1 2 Previous Next 28 Replies Latest reply on Jul 5, 2009 10:35 AM by clebert.suconic

Journal Cleanup and Journal Compactor

clebert.suconic Jun 9, 2009 4:16 PM

As documented, and as all the JBM developers known, the journal is append-only. When we delete a record we actually append a delete record. When every record of a file has a delete somewhere else, that file is marked as reclaimable. It could then be reused or deleted depending on the number of files in use.

However, there is an issue when a record is not deleted. Say..the consumer will need a couple days to come and consume his messages. (DLQs... or I could list a few usecases for this)

If a file has any number of records that will never or take a long time to be deleted, the relationship between files will create what I called the "linked-list-effect" on the journal.

You would have something like:

JournalFile 1:
- Add Record1
- AddRecord2

JournalFile 2:
- DeleteRecord2
- AddRecord3

JournalFile 3:
- DeleteRecord3
- AddREcord4

....

JournalFile 1000:
- DeleteRecord 1000
- AddRecord 10001

We need to somehow remove the dependencies between the files for when this happens. My current suggestion is to Update JournalFile1, in a way you don't need any records from other files to process the delete. (I call this as journal cleanup).

So you would have:

JournalFile 1:
- Add Record 1
- AddRecord 2 (XXXXX... removed .... XXXX)

By doing this.. you are ready to delete 999 files that were dependent on the JournalFile1.

There is another problem also.

Say.. that you now have 100 records pending.. but one record on each journal File. You would be using 1GiB of your disk to store about just 10KiB of real data. For that I would need to compact all the 100 records in a single journal-file and saving space this way. (I call this as journal compacting).

You may think that journal compacting would solve cleanup, but there are a few tricky situations:

I - you may need to move more data than required.
II - It doesn't solve the linked-list effect. As soon as you compact, the records will still be there. The linked-list effect will happen again for sure. You are in an infinite loop of compacting.. compacting.. compacting.

So.. my conclusion: Both solutions are equally necessary.
I - We need to fix the linked-list effect anyway. If not by updating the file.. we need to find some other way.
II - We need to fix the compacting issue. It's not acceptable using 1GiB or any number higher than that to store just a few records.

1. Re: Journal Cleanup and Journal Compactor

clebert.suconic Jun 9, 2009 4:20 PM (in response to clebert.suconic)

Also: It looks like Compacting will be a heavier process thatn what Cleanup would be.

If we have both solutions in place. Cleanup would save a few compactations giving a performance boost.
Actions
2. Re: Journal Cleanup and Journal Compactor

timfox Jun 10, 2009 5:41 AM (in response to clebert.suconic)

As far as I am concerned, compacting solves all these issues.

We *definitely* need to do compacting, and *maybe* we need to do linked list (although I think that is doubtful).

So we should do compacting first, then, if there are problems with that approach we can look at linked list, but linkedlist is not a priority right now.

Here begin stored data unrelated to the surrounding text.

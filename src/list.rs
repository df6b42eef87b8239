use crate::record::Record;
use crate::store::{RecordStore, StoreResult};

/// Records returned by a listing.
pub const LIST_LIMIT: usize = 10;

/// First [`LIST_LIMIT`] records in whatever order the store yields them.
pub async fn list_records<S>(store: &S) -> StoreResult<Vec<Record>>
where
    S: RecordStore + ?Sized,
{
    store.find(LIST_LIMIT).await
}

Let me describe how I think the compacting should work.

Let's say we have a set of files in the journal:

F0, F1, F2, F3, F4, F5, F6, F7, F8, F9, F10

min files is set to 10

The current file is F6 and F7, F8, F9, F10 are unused files waiting to be used

F0, F1, F2, F3, F4, F5 are files full of data and not open any more, however, data about their contents are stored in memory.

We need a compacting thread that intermittently (say every 30 seconds) scans the set of journal files in memory.

It scans F0... F5, and when it has completed that scan, it can decide which records are no longer needed in each file.

A record is no longer needed in a file if it has already been deleted in any file F0.. F5.

Once the scanner thread has computed which records are needed and which are not, it can compute a percentage of which records in total are dead space.

E.g. the scanner might compute that 72% of the data in files F0.. .F5 are dead space.

We then have a parameter that the user can configure compactorDeadSpaceThresholdPercentage, e.g. this might have a default of 75%.

If the amount of dead space computed by the scanner >= compactorDeadSpaceThresholdPercentage, then the scanner will compact those files.

The actual compacting approach goes as follows:

The scanner knows how many new files it will need for the compacted records, let's say it needs two new files - it can get these from the unused files (e.g. F7, F8, F9 or F10) if they are available.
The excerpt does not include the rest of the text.